- _What is required_
Output the data word for word. Begin at its first line and end at the line with "collected into posting".
┌──
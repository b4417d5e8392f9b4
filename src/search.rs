//! Builds the word index the client-side search runs against.
//!
//! Rendered article bodies are tokenized as HTML, every word is weighted by
//! the innermost open element around it (headings and links count more
//! than running text) and the per-article sums are collected into posting
//! lists keyed by word. No stemming or other lexical analysis is done.
//!
//! The tokenizer is deliberately forgiving: article HTML comes out of a
//! converter we don't control, so unbalanced or half-written markup must
//! never fail indexing.

use serde::Serialize;
use std::borrow::Cow;
use std::collections::BTreeMap;

/// One lexical unit of an HTML document.
#[derive(Debug, Clone, PartialEq, Eq)]
pub enum Token<'a> {
    /// `<name ...>`; `self_closing` is set for `<name ... />`.
    Start { name: String, self_closing: bool },

    /// `</name>`
    End(String),

    /// Character data with entities decoded.
    Text(Cow<'a, str>),
}

#[derive(Debug, Clone, Copy, PartialEq, Eq)]
enum State {
    Data,
    /// Just after a `<`.
    TagOpen,
    StartTagName,
    /// Inside a start tag, after its name.
    Attributes,
    Quoted(char),
    /// Just after `</`.
    EndTagOpen,
    EndTagName,
    /// Inside an end tag, after its name.
    EndTagRest,
    /// `<!...>` or `<?...>`, skipped.
    Declaration,
    /// `<!-- ... -->`, skipped.
    Comment,
}

/// A finite-state HTML tokenizer. Comments, doctypes and processing
/// instructions are skipped, a `<` that can't start markup is text, and
/// markup left unterminated at the end of input is dropped.
pub struct Tokenizer<'a> {
    input: &'a str,
    pos: usize,
}

impl<'a> Tokenizer<'a> {
    pub fn new(input: &'a str) -> Tokenizer<'a> {
        Tokenizer { input, pos: 0 }
    }

    fn text(&self, from: usize, to: usize) -> Token<'a> {
        Token::Text(decode_entities(&self.input[from..to]))
    }
}

impl<'a> Iterator for Tokenizer<'a> {
    type Item = Token<'a>;

    fn next(&mut self) -> Option<Token<'a>> {
        let input = self.input;
        let start = self.pos;
        let mut text_start = start;
        let mut tag_start = start;
        let mut state = State::Data;
        let mut name = String::new();
        let mut last = '\0';

        for (offset, c) in input[start..].char_indices() {
            let i = start + offset;
            match state {
                State::Data => {
                    if c == '<' {
                        tag_start = i;
                        state = State::TagOpen;
                    }
                }
                State::TagOpen => {
                    let markup = match c {
                        '/' => Some(State::EndTagOpen),
                        '!' | '?' => Some(State::Declaration),
                        c if c.is_ascii_alphabetic() => {
                            name.push(c.to_ascii_lowercase());
                            Some(State::StartTagName)
                        }
                        _ => None,
                    };
                    match markup {
                        // flush the pending text first, markup is rescanned
                        // on the next call
                        Some(_) if tag_start > text_start => {
                            self.pos = tag_start;
                            return Some(self.text(text_start, tag_start));
                        }
                        Some(next) => state = next,
                        None if c == '<' => tag_start = i,
                        None => state = State::Data,
                    }
                }
                State::StartTagName => match c {
                    '>' => {
                        self.pos = i + 1;
                        return Some(Token::Start {
                            name,
                            self_closing: false,
                        });
                    }
                    c if c.is_whitespace() || c == '/' => state = State::Attributes,
                    c => name.push(c.to_ascii_lowercase()),
                },
                State::Attributes => match c {
                    '"' | '\'' => state = State::Quoted(c),
                    '>' => {
                        self.pos = i + 1;
                        return Some(Token::Start {
                            name,
                            self_closing: last == '/',
                        });
                    }
                    _ => {}
                },
                State::Quoted(quote) => {
                    if c == quote {
                        state = State::Attributes;
                    }
                }
                State::EndTagOpen => match c {
                    c if c.is_ascii_alphabetic() => {
                        name.push(c.to_ascii_lowercase());
                        state = State::EndTagName;
                    }
                    '>' => {
                        text_start = i + 1;
                        state = State::Data;
                    }
                    _ => state = State::Declaration,
                },
                State::EndTagName => match c {
                    '>' => {
                        self.pos = i + 1;
                        return Some(Token::End(name));
                    }
                    c if c.is_whitespace() || c == '/' => state = State::EndTagRest,
                    c => name.push(c.to_ascii_lowercase()),
                },
                State::EndTagRest => {
                    if c == '>' {
                        self.pos = i + 1;
                        return Some(Token::End(name));
                    }
                }
                State::Declaration => {
                    if i == tag_start + 2 && input[tag_start..].starts_with("<!--") {
                        state = State::Comment;
                    } else if c == '>' {
                        text_start = i + 1;
                        state = State::Data;
                    }
                }
                State::Comment => {
                    if c == '>' && i >= tag_start + 6 && input[..i].ends_with("--") {
                        text_start = i + 1;
                        state = State::Data;
                    }
                }
            }
            last = c;
        }

        self.pos = input.len();
        match state {
            State::Data | State::TagOpen if text_start < input.len() => {
                Some(self.text(text_start, input.len()))
            }
            _ => None,
        }
    }
}

/// Decodes named and numeric character references. Unknown names are kept
/// as is.
pub fn decode_entities(s: &str) -> Cow<'_, str> {
    html_escape::decode_html_entities(s)
}

/// Elements that never have content and so are never pushed on the stack.
fn is_void(name: &str) -> bool {
    matches!(
        name,
        "area" | "base" | "br" | "col" | "embed" | "hr" | "img" | "input" | "link" | "meta"
            | "param" | "source" | "track" | "wbr"
    )
}

/// Weight of a word whose innermost enclosing element is `element`.
pub fn element_weight(element: Option<&str>) -> u32 {
    match element {
        Some("h1" | "h2" | "h3") => 4,
        Some("h4" | "h5" | "h6" | "a") => 3,
        Some("b" | "strong" | "i" | "em") => 2,
        _ => 1,
    }
}

/// Splits on anything that isn't a letter, digit or underscore and
/// lowercases the pieces.
fn words(text: &str) -> impl Iterator<Item = String> + '_ {
    text.split(|c: char| !(c.is_alphanumeric() || c == '_'))
        .filter(|word| !word.is_empty())
        .map(str::to_lowercase)
}

/// Sums the weights of every word of `html`. Words of a single character
/// are left out.
pub fn word_weights(html: &str) -> BTreeMap<String, u32> {
    let mut stack: Vec<String> = Vec::new();
    let mut weights: BTreeMap<String, u32> = BTreeMap::new();

    for token in Tokenizer::new(html) {
        match token {
            Token::Start { name, self_closing } => {
                if !self_closing && !is_void(&name) {
                    stack.push(name);
                }
            }
            // any end tag closes the innermost element, whatever its name
            Token::End(name) => {
                if stack.pop().is_none() {
                    log::trace!("ignoring unmatched `</{}>`", name);
                }
            }
            Token::Text(text) => {
                let weight = element_weight(stack.last().map(String::as_str));
                for word in words(&text) {
                    *weights.entry(word).or_insert(0) += weight;
                }
            }
        }
    }

    weights.retain(|word, _| word.chars().count() > 1);
    weights
}

/// An `(article ordinal, weight)` pair. Serializes as a two-element array.
#[derive(Debug, Clone, Copy, PartialEq, Eq, Serialize)]
pub struct Posting(pub usize, pub u32);

/// The `search.json` document: `a` holds one rendered headline per article
/// in the order they were added, `w` maps each word to its postings.
#[derive(Debug, Default, Serialize)]
pub struct SearchIndex {
    #[serde(rename = "a")]
    headlines: Vec<String>,

    #[serde(rename = "w")]
    words: BTreeMap<String, Vec<Posting>>,
}

impl SearchIndex {
    pub fn new() -> SearchIndex {
        SearchIndex::default()
    }

    /// Indexes one article and returns its ordinal. Each word gets at most
    /// one posting per article, carrying the article's summed weight.
    pub fn add(&mut self, headline: String, body_html: &str) -> usize {
        let ordinal = self.headlines.len();
        self.headlines.push(headline);
        for (word, weight) in word_weights(body_html) {
            self.words
                .entry(word)
                .or_default()
                .push(Posting(ordinal, weight));
        }
        ordinal
    }

    pub fn len(&self) -> usize {
        self.headlines.len()
    }

    pub fn is_empty(&self) -> bool {
        self.headlines.is_empty()
    }

    pub fn postings(&self, word: &str) -> &[Posting] {
        self.words.get(word).map(Vec::as_slice).unwrap_or(&[])
    }

    pub fn to_json(&self) -> serde_json::Result<String> {
        serde_json::to_string(self)
    }
}

#[cfg(test)]
mod test {
    use super::*;

    fn tokens(html: &str) -> Vec<Token<'_>> {
        Tokenizer::new(html).collect()
    }

    fn start(name: &str) -> Token<'static> {
        Token::Start {
            name: name.to_owned(),
            self_closing: false,
        }
    }

    fn text(s: &str) -> Token<'_> {
        Token::Text(Cow::Borrowed(s))
    }

    #[test]
    fn test_tokenizer() {
        assert_eq!(
            tokens("<h1 class=\"a>b\">Foo</H1><!-- x > y --><p>1 &lt; 2<br/></p>"),
            vec![
                start("h1"),
                text("Foo"),
                Token::End("h1".to_owned()),
                start("p"),
                Token::Text(Cow::Owned("1 < 2".to_owned())),
                Token::Start {
                    name: "br".to_owned(),
                    self_closing: true
                },
                Token::End("p".to_owned()),
            ]
        );
    }

    #[test]
    fn test_tokenizer_stray_angle_brackets() {
        assert_eq!(tokens("a < b <"), vec![text("a < b <")]);
        assert_eq!(tokens("x</>y"), vec![text("x"), text("y")]);
        assert_eq!(tokens("<p>unterminated <b"), vec![start("p"), text("unterminated ")]);
        assert_eq!(tokens("<!DOCTYPE html>z"), vec![text("z")]);
    }

    #[test]
    fn test_word_weights_by_element() {
        let weights = word_weights("<h1>Foo</h1><p>foo bar</p>");
        assert_eq!(weights.get("foo"), Some(&5));
        assert_eq!(weights.get("bar"), Some(&1));
        assert_eq!(weights.len(), 2);
    }

    #[test]
    fn test_word_weights_skip_single_characters() {
        let weights = word_weights("<p>a b cd 1 23 é</p>");
        assert_eq!(weights.keys().collect::<Vec<_>>(), vec!["23", "cd"]);
    }

    #[test]
    fn test_word_weights_decode_named_entities() {
        let weights = word_weights("<p>foo&mdash;bar caf&eacute; wait&hellip; it&rsquo;s &#x41;bc</p>");
        assert_eq!(
            weights.keys().collect::<Vec<_>>(),
            vec!["abc", "bar", "café", "foo", "it", "wait"]
        );
        assert_eq!(decode_entities("&eacute;&hellip;&unknown;"), "é…&unknown;");
    }

    #[test]
    fn test_word_weights_tolerate_underflow() {
        let weights = word_weights("</p></div>text <h2>head</h2></h2></h2> tail");
        assert_eq!(weights.get("text"), Some(&1));
        assert_eq!(weights.get("head"), Some(&4));
        assert_eq!(weights.get("tail"), Some(&1));
    }

    #[test]
    fn test_word_weights_malformed_document() {
        let html = "<h2>articletitle</h2>
<p>This is an article about <b>Articletitle</b></p>
<p>How about <i>some</i> <i><b>nested</b></i> content?</p>
<p>And what about 喜六 i18n stuff? zażółć gęślą jaźń</p>
<pre
<div class=\"highlight\"><pre><span class=\"gp\"> code </span> <span
class=\"nv\">SOME_MORE_CODE</span>
</pre></div>
<p>Or, the <code>inline_code</code><p>";

        let wanted: BTreeMap<String, u32> = [
            ("and", 1),
            ("code", 1),
            ("zażółć", 1),
            ("is", 1),
            ("some", 2),
            ("inline_code", 1),
            ("an", 1),
            ("i18n", 1),
            ("gęślą", 1),
            ("articletitle", 6),
            ("article", 1),
            ("nested", 2),
            ("what", 1),
            ("this", 1),
            ("or", 1),
            ("content", 1),
            ("how", 1),
            ("stuff", 1),
            ("jaźń", 1),
            ("about", 3),
            ("the", 1),
            ("喜六", 1),
            ("some_more_code", 1),
        ]
        .into_iter()
        .map(|(word, weight)| (word.to_owned(), weight))
        .collect();

        assert_eq!(word_weights(html), wanted);
    }

    #[test]
    fn test_search_index_postings() {
        let mut index = SearchIndex::new();
        assert_eq!(index.to_json().unwrap(), r#"{"a":[],"w":{}}"#);

        assert_eq!(index.add("<p>foo</p>".to_owned(), "foo common"), 0);
        assert_eq!(index.add("<p>bar</p>".to_owned(), "<h3>bar</h3> common common"), 1);

        assert_eq!(index.postings("foo"), &[Posting(0, 1)]);
        assert_eq!(index.postings("bar"), &[Posting(1, 4)]);
        assert_eq!(index.postings("common"), &[Posting(0, 1), Posting(1, 2)]);
        assert_eq!(
            index.to_json().unwrap(),
            r#"{"a":["<p>foo</p>","<p>bar</p>"],"w":{"bar":[[1,4]],"common":[[0,1],[1,2]],"foo":[[0,1]]}}"#
        );
    }
}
└──
- _Solution below_
repository b4417d5e8392f9b4
filename src/search.rs
//! Builds the word index the client-side search runs against.
//!
//! Rendered article bodies are tokenized as HTML, every word is weighted by
//! the innermost open element around it (headings and links count more
//! than running text) and the per-article sums are collected into posting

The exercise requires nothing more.